Secretary of State Marco Rubio similarly has said the United States is working to ‘systematically take apart’ Iran’s missile program, so it could not ‘hide behind’ it to develop a nuclear weapon. 

While the broader justification for intervention centered on preventing a nuclear-armed Iran, the most immediate threat facing U.S. troops and partners has been Iran’s ongoing missile and drone launches. Administration officials contend Iran’s missile buildup was meant to create a deterrent buffer, shielding its broader strategic ambitions, including its nuclear program, from outside attack.

Lawmakers emerging from classified briefings said the campaign has become, in part, a question of sustainability.

‘We do not have an unlimited supply,’ Sen. Mark Kelly, D-Ariz., said of U.S. and allied interceptor inventories. He warned the conflict could become a ‘math problem,’ balancing launch volumes against finite air defense munitions and the ability to replenish them without weakening readiness in other theaters.

‘At some point — and we’re probably already in this — this becomes a math problem,’ Kelly added.

He said he pressed defense officials on how interceptor stocks are being replenished and whether diverting munitions to the Middle East could strain U.S. readiness elsewhere.

‘How can we resupply air defense munitions? Where are they going to come from? How does that affect other theaters?’ he said. ‘The math on this currently seems to be an issue.’

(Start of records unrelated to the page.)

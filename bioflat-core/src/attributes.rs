use std::convert::Infallible;
use std::fmt::{self, Display};
use std::str::FromStr;

use indexmap::IndexMap;
use indexmap::map::Iter;
use percent_encoding::{AsciiSet, CONTROLS, percent_decode_str, utf8_percent_encode};

/// Reserved GFF3 tags, written first and in this order when a map is encoded.
pub const RESERVED_ATTRIBUTES: [&str; 9] = [
    "ID",
    "Name",
    "Parent",
    "Target",
    "Gap",
    "Derives_from",
    "Note",
    "Dbxref",
    "Ontology_term",
];

/// Characters that would otherwise break the `key=value;key=value` grammar.
/// Commas are left alone since they separate multiple values of one tag.
const ATTRIBUTE_VALUE: &AsciiSet = &CONTROLS.add(b'%').add(b';').add(b'=').add(b'&');

///
/// Ordered mapping of attribute tags to their (unescaped) values.
///
/// Keys are unique; inserting an existing key replaces the value but keeps the
/// position of the first insert.
///
#[derive(Debug, Clone, Default, PartialEq, Eq)]
pub struct AttributeMap {
    entries: IndexMap<String, String>,
}

impl AttributeMap {
    pub fn new() -> Self {
        Self::default()
    }

    ///
    /// Decode an attribute column such as `ID=gene1;Name=abc%3B1`.
    ///
    /// A piece without `=` is kept as a flag whose value is its own text. An
    /// empty column or a lone `.` yields an empty map. Values that do not
    /// percent-decode to valid UTF-8 are kept exactly as written.
    ///
    pub fn decode(s: &str) -> Self {
        let mut map = AttributeMap::new();
        let s = s.trim();
        if s.is_empty() || s == "." {
            return map;
        }

        for piece in s.split(';') {
            if piece.trim().is_empty() {
                continue;
            }
            match piece.split_once('=') {
                Some((key, value)) => {
                    let key = key.trim();
                    if key.is_empty() {
                        continue;
                    }
                    map.insert(key, unescape(value));
                }
                None => {
                    let flag = piece.trim();
                    map.insert(flag, flag);
                }
            }
        }

        map
    }

    ///
    /// Encode the map back into attribute-column text.
    ///
    /// Reserved tags come first in [`RESERVED_ATTRIBUTES`] order, followed by
    /// every other tag in insertion order. Values are percent-escaped.
    ///
    pub fn encode(&self) -> String {
        let reserved = RESERVED_ATTRIBUTES
            .iter()
            .filter_map(|key| self.entries.get_key_value(*key));
        let others = self
            .entries
            .iter()
            .filter(|(key, _)| !RESERVED_ATTRIBUTES.contains(&key.as_str()));

        reserved
            .chain(others)
            .map(|(key, value)| format!("{}={}", key, escape(value)))
            .collect::<Vec<_>>()
            .join(";")
    }

    pub fn get(&self, key: &str) -> Option<&str> {
        self.entries.get(key).map(String::as_str)
    }

    ///
    /// Get the comma-separated values of a multi-valued tag (e.g. `Parent=a,b`).
    ///
    pub fn get_values(&self, key: &str) -> Vec<&str> {
        match self.get(key) {
            Some(value) => value
                .split(',')
                .map(str::trim)
                .filter(|v| !v.is_empty())
                .collect(),
            None => Vec::new(),
        }
    }

    pub fn insert<K: Into<String>, V: Into<String>>(&mut self, key: K, value: V) -> Option<String> {
        self.entries.insert(key.into(), value.into())
    }

    pub fn remove(&mut self, key: &str) -> Option<String> {
        self.entries.shift_remove(key)
    }

    pub fn contains_key(&self, key: &str) -> bool {
        self.entries.contains_key(key)
    }

    pub fn len(&self) -> usize {
        self.entries.len()
    }

    pub fn is_empty(&self) -> bool {
        self.entries.is_empty()
    }

    pub fn keys(&self) -> impl Iterator<Item = &str> {
        self.entries.keys().map(String::as_str)
    }

    pub fn iter(&self) -> Iter<'_, String, String> {
        self.entries.iter()
    }
}

fn unescape(value: &str) -> String {
    match percent_decode_str(value).decode_utf8() {
        Ok(decoded) => decoded.into_owned(),
        Err(_) => value.to_string(),
    }
}

fn escape(value: &str) -> String {
    utf8_percent_encode(value, ATTRIBUTE_VALUE).to_string()
}

impl FromStr for AttributeMap {
    type Err = Infallible;

    fn from_str(s: &str) -> Result<Self, Self::Err> {
        Ok(AttributeMap::decode(s))
    }
}

impl Display for AttributeMap {
    fn fmt(&self, f: &mut fmt::Formatter<'_>) -> fmt::Result {
        if self.is_empty() {
            write!(f, ".")
        } else {
            write!(f, "{}", self.encode())
        }
    }
}

impl<K: Into<String>, V: Into<String>> FromIterator<(K, V)> for AttributeMap {
    fn from_iter<T: IntoIterator<Item = (K, V)>>(iter: T) -> Self {
        let mut map = AttributeMap::new();
        for (key, value) in iter {
            map.insert(key, value);
        }
        map
    }
}

impl<'a> IntoIterator for &'a AttributeMap {
    type Item = (&'a String, &'a String);
    type IntoIter = Iter<'a, String, String>;

    fn into_iter(self) -> Self::IntoIter {
        self.entries.iter()
    }
}

#[cfg(test)]
mod tests {
    use super::*;

    use pretty_assertions::assert_eq;
    use rstest::*;

    #[rstest]
    #[case("")]
    #[case(".")]
    #[case("   ")]
    fn test_decode_empty_column(#[case] column: &str) {
        assert!(AttributeMap::decode(column).is_empty());
    }

    #[rstest]
    fn test_decode_keeps_file_order() {
        let map = AttributeMap::decode("ID=YAL069W;Name=YAL069W;dbxref=NCBI:NC_001133");
        let keys: Vec<&str> = map.keys().collect();
        assert_eq!(keys, vec!["ID", "Name", "dbxref"]);
        assert_eq!(map.get("dbxref"), Some("NCBI:NC_001133"));
    }

    #[rstest]
    fn test_decode_splits_on_first_equals() {
        let map = AttributeMap::decode("Note=a=b");
        assert_eq!(map.get("Note"), Some("a=b"));
    }

    #[rstest]
    fn test_decode_flag_piece_maps_to_itself() {
        let map = AttributeMap::decode("ID=x;circular");
        assert_eq!(map.get("circular"), Some("circular"));
        assert_eq!(map.len(), 2);
    }

    #[rstest]
    fn test_decode_trailing_semicolon() {
        let map = AttributeMap::decode("ID=YAL069W;Name=YAL069W;");
        assert_eq!(map.len(), 2);
    }

    #[rstest]
    fn test_decode_unescapes_values() {
        let map = AttributeMap::decode("Note=one%3Btwo%2C%20three;Target=EST%2023 1 21");
        assert_eq!(map.get("Note"), Some("one;two, three"));
        assert_eq!(map.get("Target"), Some("EST 23 1 21"));
    }

    #[rstest]
    fn test_decode_keeps_value_when_unescape_fails() {
        let map = AttributeMap::decode("Note=bad%FFbyte");
        assert_eq!(map.get("Note"), Some("bad%FFbyte"));
    }

    #[rstest]
    fn test_duplicate_key_last_wins() {
        let map = AttributeMap::decode("Name=a;Name=b");
        assert_eq!(map.len(), 1);
        assert_eq!(map.get("Name"), Some("b"));
    }

    #[rstest]
    fn test_get_values_splits_commas() {
        let map = AttributeMap::decode("Parent=AF2312,AB2812,abc-3");
        assert_eq!(map.get_values("Parent"), vec!["AF2312", "AB2812", "abc-3"]);
        assert!(map.get_values("ID").is_empty());
    }

    #[rstest]
    fn test_encode_reserved_first() {
        let map = AttributeMap::decode("color=red;Parent=g1;Name=n1;ID=t1");
        assert_eq!(map.encode(), "ID=t1;Name=n1;Parent=g1;color=red");
    }

    #[rstest]
    fn test_encode_escapes_grammar_characters() {
        let mut map = AttributeMap::new();
        map.insert("Note", "a;b=c&d 100%");
        assert_eq!(map.encode(), "Note=a%3Bb%3Dc%26d 100%25");
    }

    #[rstest]
    #[case("ID=gene1;Name=abc;Note=x%3By")]
    #[case("Parent=a,b;Dbxref=GO:0001;custom=%41%42")]
    #[case("circular;ID=c1;Note=50%")]
    #[case("Note=bad%FFbyte;Alias=z")]
    fn test_decode_encode_decode_is_stable(#[case] column: &str) {
        let first = AttributeMap::decode(column);
        let second = AttributeMap::decode(&first.encode());
        assert_eq!(first, second);
    }

    #[rstest]
    fn test_display_empty_map_is_dot() {
        assert_eq!(AttributeMap::new().to_string(), ".");
    }
}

Sen. Andy Kim, D-N.J., said he also sought clarity on interceptor inventories but did not receive detailed answers.

‘I am very concerned about that,’ Kim said. ‘I did not get any specificity today. … Something akin to ‘trust us’ is not good enough for me.’

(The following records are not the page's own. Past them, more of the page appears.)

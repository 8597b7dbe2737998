use clap::{Command, arg, value_parser};

pub const FASTA_CMD: &str = "fasta";

pub fn create_fasta_cli() -> Command {
    Command::new(FASTA_CMD)
        .about("Re-wrap a FASTA file.")
        .arg_required_else_help(true)
        .arg(arg!(-i --input <input> "FASTA file to read (plain, gzip'd, or - for stdin)").required(true))
        .arg(arg!(-o --output <output> "FASTA file to write (defaults to stdout)"))
        .arg(arg!(-w --width <width> "Sequence characters per line").value_parser(value_parser!(usize)))
}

Republicans, however, pushed back on the notion that interceptor supplies are strained. 

Sen. Markwayne Mullin, R-Okla., said officials told lawmakers U.S. forces are ‘in great shape,’ dismissing concerns about shortages.

Ehud Eilam, a former Israeli defense official and national security analyst, said that while a nuclear weapon remains the most serious long-term threat, missile and drone systems pose the most immediate danger if intelligence assessments conclude Iran is not on the verge of assembling a device.

‘As long as it is estimated Iran cannot produce a nuclear weapon soon, then the focus moves to missiles and drones,’ Eilam said, noting that ballistic missiles would ultimately be required to deliver any future nuclear warhead. Suppressing mobile launchers, crews and command networks can reduce Iran’s firing tempo, conserving interceptor supplies while degrading Tehran’s broader military capacity, he said.

The concern is not theoretical. 

During the intense June 2025 Iran–Israel conflict, U.S. forces reportedly fired more than 150 Terminal High Altitude Area Defense interceptors, roughly a quarter of the global inventory, along with large numbers of ship-based Standard Missile interceptors to shield allies. 

Analysts note that replenishing high-end air defense systems such as Patriot, THAAD and SM-3 interceptors could take more than a year under current production rates.

The Pentagon also is balancing competing demands. The same missile defense systems used to protect U.S. bases and Gulf partners are being supplied to Ukraine to defend against Russian cruise missile attacks, creating what some analysts describe as a ‘zero-sum’ competition for inventory between Europe and the Middle East.

‘There is a limit to how many THAAD missiles can be used,’ Eilam said. ‘These are not systems you can reproduce overnight.’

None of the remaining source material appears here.